On Sun, 30 Jun 1996, Robert Snower wrote:

> This post points up very clearly a logical conflict that needs resolving.
> How can one remain logically consistent, and use the
> violation-of-personal-liberty argument to oppose anti-abortion laws, to
> oppose anti-liquor laws, to oppose anti-free speech laws, etc., then at the
> same time deny its use to oppose anti-discrimination laws?


> Now for politics. The one political interest which renders the operation of
> individual self-interest impossible is a group interest to which an
> alternative individual interest is subordinated. Whether it is ethnic
> interest, or gender interest, when this interest is given priority over an
> alternative individual interest, then the democracy of diversity is
> imperiled. Individual differences of interest lose out to ethnic or gender
> based divisions. Democracy, the world over, is unable to cope with such
> divisions. (A political party is not a group interest to which an
> alternative self-interest is subordinated; it is a group of individuals with
> the same--a common thread of--individual self-interest.)
>
> Thus, the one category of personal choice we must discourage in a successful
> democracy of diversity is that which destroys the operation of personal
> choice. Ethnic or gender based choices come under this category. This is
> the logical basis for anti-discrimination laws which, on the superficial
> level, violate the principle of individual choice. The stronger, the
> better. Discrimination bears the same kind of threat to a workable
> democracy that monopoly bears to an efficient market.

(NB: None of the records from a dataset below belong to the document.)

//! Process results and the durable status record.

use chrono::{DateTime, Utc};
use serde::{Deserialize, Serialize};
use serde_json::{Map, Value};

use confab_core::error::{ErrorInfo, StopReason};
use confab_core::{ProcessName, ProcessUri, RequestId};

use crate::ProcessError;

/// The terminal output of a process. Assigned once.
#[derive(Debug, Clone, PartialEq, Serialize, Deserialize)]
#[serde(tag = "type", rename_all = "lowercase")]
pub enum ProcessResult {
    Success { value: Map<String, Value> },
    Stopped { reason: StopReason },
    Failure { error: ErrorInfo },
}

impl ProcessResult {
    pub fn success(value: Map<String, Value>) -> Self {
        ProcessResult::Success { value }
    }

    pub fn stopped() -> Self {
        ProcessResult::Stopped {
            reason: StopReason::Stopped,
        }
    }

    pub fn timeout() -> Self {
        ProcessResult::Stopped {
            reason: StopReason::Timeout,
        }
    }

    /// Stopped errors (418) fold back into their `Stopped` form; everything
    /// else is a failure.
    pub fn from_error_info(error: ErrorInfo) -> Self {
        if error.code == 418 {
            let reason = match error.message.to_lowercase().as_str() {
                "stopped" => Some(StopReason::Stopped),
                "timeout" => Some(StopReason::Timeout),
                _ => None,
            };
            if let Some(reason) = reason {
                return ProcessResult::Stopped { reason };
            }
        }
        ProcessResult::Failure { error }
    }

    pub fn is_error(&self) -> bool {
        !matches!(self, ProcessResult::Success { .. })
    }

    pub fn error_message(&self) -> Option<String> {
        match self {
            ProcessResult::Success { .. } => None,
            ProcessResult::Stopped { reason } => Some(reason.message().to_string()),
            ProcessResult::Failure { error } => {
                let mut message = if error.message.is_empty() {
                    format!("Runtime Error: {}", error.data.stacktrace)
                } else {
                    error.message.clone()
                };
                if !error.data.extra.is_empty() {
                    message.push_str(&format!(
                        "\nDetails: {}",
                        Value::Object(error.data.extra.clone())
                    ));
                }
                Some(message)
            }
        }
    }

    /// Split a success into its structured value and the user-visible
    /// `content` string, when present.
    pub fn as_split(&self) -> (Map<String, Value>, Option<String>) {
        match self {
            ProcessResult::Success { value } => {
                let mut value = value.clone();
                let content = match value.remove("content") {
                    Some(Value::String(text)) => Some(text),
                    Some(other) => {
                        value.insert("content".to_string(), other);
                        None
                    }
                    None => None,
                };
                (value, content)
            }
            _ => (Map::new(), None),
        }
    }

    /// The flat JSON view sent to the LLM as a native tool result.
    pub fn as_tool_value(&self) -> (Map<String, Value>, bool) {
        match self {
            ProcessResult::Success { value } => (value.clone(), false),
            ProcessResult::Stopped { .. } => {
                let mut map = Map::new();
                map.insert("code".to_string(), Value::from(500));
                map.insert(
                    "message".to_string(),
                    Value::from(self.error_message().unwrap_or_default()),
                );
                (map, true)
            }
            ProcessResult::Failure { error } => {
                let mut map = Map::new();
                map.insert("code".to_string(), Value::from(error.code));
                map.insert("message".to_string(), Value::from(error.message.clone()));
                for (key, value) in &error.data.extra {
                    map.entry(key.clone()).or_insert_with(|| value.clone());
                }
                (map, true)
            }
        }
    }

    /// Render as the XML block used when the model has no native tool support.
    pub fn render_xml(&self) -> String {
        match self {
            ProcessResult::Success { .. } => {
                let (value, content) = self.as_split();
                let mut rendered = String::new();
                if !value.is_empty() {
                    let yaml = serde_yaml::to_string(&value).unwrap_or_default();
                    rendered.push_str(&format!("<value>\n{}</value>\n", yaml));
                }
                if let Some(content) = content {
                    rendered.push_str(&format!("<content>\n{content}\n</content>\n"));
                }
                rendered.trim_end().to_string()
            }
            _ => format!(
                "<error>\n{}\n</error>",
                self.error_message().unwrap_or_default()
            ),
        }
    }
}

/// The durable status record of a process.
///
/// Stored at `process:status:{uri}` with a 30-day TTL. Active processes with
/// `updated_at` older than ten minutes are considered expired by the
/// housekeeping job.
#[derive(Debug, Clone, PartialEq, Serialize, Deserialize)]
pub struct ProcessStatus {
    /// The request that instantiated the process and carries its permission
    /// witnesses.
    pub request_id: RequestId,
    pub process_uri: ProcessUri,
    pub name: ProcessName,
    pub created_at: DateTime<Utc>,
    /// Last heartbeat, or when the result was assigned.
    pub updated_at: DateTime<Utc>,
    pub arguments: Value,
    /// A view on the internal state of the process for auditing. Appended as
    /// the process runs.
    pub progress: Vec<Value>,
    /// The final output. `None` while pending or running.
    pub result: Option<ProcessResult>,
}

impl ProcessStatus {
    pub fn new(
        request_id: RequestId,
        process_uri: ProcessUri,
        name: ProcessName,
        arguments: Value,
    ) -> Self {
        let now = Utc::now();
        Self {
            request_id,
            process_uri,
            name,
            created_at: now,
            updated_at: now,
            arguments,
            progress: Vec::new(),
            result: None,
        }
    }

    /// Append progress and/or assign the result, bumping `updated_at`.
    ///
    /// The result is monotonic: any update after it is set fails.
    pub fn update(
        &mut self,
        progress: Vec<Value>,
        result: Option<ProcessResult>,
    ) -> Result<(), ProcessError> {
        if self.result.is_some() {
            return Err(ProcessError::UpdateAfterResult(self.process_uri.clone()));
        }
        self.updated_at = Utc::now();
        self.progress.extend(progress);
        self.result = result;
        Ok(())
    }
}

This is unnecessarily abstract, I think. Anti-discrimination
statutes worked because most people felt queasy about racial
bias. Maybe it is your free and inalienable right to refuse
to serve meals to Blacks, for example, and maybe I'd even be
willing to stand up in court and say you should have this right.
It doesn't mean that I respect your judgement, despite my
professed willingness to indulge you, or that I wish to see
other people duplicate your behavior.

Opposing abortion, on the other hand, is "being against murder
of unborn children." Pro-lifers don't carry about the same
sort of uneasy conscience that segregationists did by the mid
1960's, which is why it's hard to push them towards a consensus.

And liquor abolition was sort of in the middle, with sort of
in the middle long term results.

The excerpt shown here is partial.